[racket] Formal Presentation and initial doubts.

From: Konrad Hinsen (konrad.hinsen at fastmail.net)
Date: Sat Mar 22 07:15:28 EDT 2014

--On 22 mars 2014 04:18:03 -0400 Neil Van Dyke <neil at neilvandyke.org> wrote:

> One tip for writing macros: make your transformer pattern variables be
> all-uppercase.  This convention makes reading and writing macros much
> easier for humans, and also less confusing to learn (because people
> seeing examples are less confused over what is a pattern variable and
> what is a normal Racket variable).

That sounds like very useful advice, but does anyone follow it? I haven't 
seen this convention used in any Racket macros I looked at.

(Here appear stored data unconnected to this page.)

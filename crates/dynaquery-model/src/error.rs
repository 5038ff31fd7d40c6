//! Errors reported by a store client.
//!
//! A [`StoreError`] carries a [`StoreErrorCode`] so callers can tell input
//! problems (fix the request) apart from transient failures (try again).

use std::fmt;

/// Well-known store error codes.
#[derive(Debug, Clone, Copy, PartialEq, Eq, Hash, Default)]
#[non_exhaustive]
pub enum StoreErrorCode {
    /// Table or index not found.
    ResourceNotFoundException,
    /// A conditional write was rejected.
    ConditionalCheckFailedException,
    /// Provisioned throughput exceeded.
    ProvisionedThroughputExceededException,
    /// Account-level request limit exceeded.
    RequestLimitExceeded,
    /// Request rate too high.
    ThrottlingException,
    /// The request is malformed.
    #[default]
    ValidationException,
    /// The request body could not be decoded.
    SerializationException,
    /// Server-side failure.
    InternalServerError,
    /// The service is temporarily unavailable.
    ServiceUnavailable,
    /// The request never reached the store (connection reset, timeout, ...).
    TransportError,
}

impl StoreErrorCode {
    /// Returns the short error code string.
    #[must_use]
    pub fn as_str(&self) -> &'static str {
        match self {
            Self::ResourceNotFoundException => "ResourceNotFoundException",
            Self::ConditionalCheckFailedException => "ConditionalCheckFailedException",
            Self::ProvisionedThroughputExceededException => {
                "ProvisionedThroughputExceededException"
            }
            Self::RequestLimitExceeded => "RequestLimitExceeded",
            Self::ThrottlingException => "ThrottlingException",
            Self::ValidationException => "ValidationException",
            Self::SerializationException => "SerializationException",
            Self::InternalServerError => "InternalServerError",
            Self::ServiceUnavailable => "ServiceUnavailable",
            Self::TransportError => "TransportError",
        }
    }

    /// Returns `true` when resending the same request may succeed.
    #[must_use]
    pub fn is_retryable(&self) -> bool {
        matches!(
            self,
            Self::ProvisionedThroughputExceededException
                | Self::RequestLimitExceeded
                | Self::ThrottlingException
                | Self::InternalServerError
                | Self::ServiceUnavailable
                | Self::TransportError
        )
    }
}

impl fmt::Display for StoreErrorCode {
    fn fmt(&self, f: &mut fmt::Formatter<'_>) -> fmt::Result {
        f.write_str(self.as_str())
    }
}

/// An error returned by a store call.
#[derive(Debug)]
pub struct StoreError {
    /// The error code.
    pub code: StoreErrorCode,
    /// A human-readable message.
    pub message: String,
    /// The underlying error, if any.
    pub source: Option<Box<dyn std::error::Error + Send + Sync>>,
}

impl fmt::Display for StoreError {
    fn fmt(&self, f: &mut fmt::Formatter<'_>) -> fmt::Result {
        write!(f, "StoreError({}): {}", self.code, self.message)
    }
}

impl std::error::Error for StoreError {
    fn source(&self) -> Option<&(dyn std::error::Error + 'static)> {
        self.source
            .as_ref()
            .map(|e| e.as_ref() as &(dyn std::error::Error + 'static))
    }
}

impl StoreError {
    /// Create an error whose message is the code itself.
    #[must_use]
    pub fn new(code: StoreErrorCode) -> Self {
        Self {
            message: code.as_str().to_owned(),
            code,
            source: None,
        }
    }

    /// Create an error with a custom message.
    #[must_use]
    pub fn with_message(code: StoreErrorCode, message: impl Into<String>) -> Self {
        Self {
            code,
            message: message.into(),
            source: None,
        }
    }

    /// Attach the underlying error.
    #[must_use]
    pub fn with_source(mut self, source: impl std::error::Error + Send + Sync + 'static) -> Self {
        self.source = Some(Box::new(source));
        self
    }

    /// See [`StoreErrorCode::is_retryable`].
    #[must_use]
    pub fn is_retryable(&self) -> bool {
        self.code.is_retryable()
    }

    /// Table or index not found.
    #[must_use]
    pub fn resource_not_found(message: impl Into<String>) -> Self {
        Self::with_message(StoreErrorCode::ResourceNotFoundException, message)
    }

    /// Malformed request.
    #[must_use]
    pub fn validation(message: impl Into<String>) -> Self {
        Self::with_message(StoreErrorCode::ValidationException, message)
    }

    /// Request rate too high.
    #[must_use]
    pub fn throttled(message: impl Into<String>) -> Self {
        Self::with_message(StoreErrorCode::ThrottlingException, message)
    }

    /// Server-side failure.
    #[must_use]
    pub fn internal_error(message: impl Into<String>) -> Self {
        Self::with_message(StoreErrorCode::InternalServerError, message)
    }
}

/// Create a [`StoreError`] from an error code.
///
/// # Examples
///
/// ```
/// use dynaquery_model::store_error;
/// use dynaquery_model::error::StoreErrorCode;
///
/// let err = store_error!(ThrottlingException);
/// assert!(err.is_retryable());
///
/// let err = store_error!(ValidationException, "bad key");
/// assert_eq!(err.code, StoreErrorCode::ValidationException);
/// assert_eq!(err.message, "bad key");
/// ```
#[macro_export]
macro_rules! store_error {
    ($code:ident) => {
        $crate::error::StoreError::new($crate::error::StoreErrorCode::$code)
    };
    ($code:ident, $msg:expr) => {
        $crate::error::StoreError::with_message($crate::error::StoreErrorCode::$code, $msg)
    };
}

A few words on this from my own experience coming to Racket from a Clojure 
background. For those not familiar with Clojure, its macro system is pretty 
close to Common Lisp, with a few interesting and useful differences that I 
won't go into here.

My experience is that Racket macros are way more powerful if you want to do 
a serious job. Doing a serious job means writing macros that behave like 
syntax features of a language. It means in particular that macros should do 
syntax checking and report errors in an understandable way. In the Clojure 
(and CL) world, few macros do syntax checking at all, and those that do 
just give up in case of an error, with a message that becomes clear only 
after one reads the macro source code.

Unfortunately, that power comes with a steep learning curve, which isn't 
helped by the lack of good tutorials. The Racket documentation is perfectly 
clear and complete, but it requires a serious motivation.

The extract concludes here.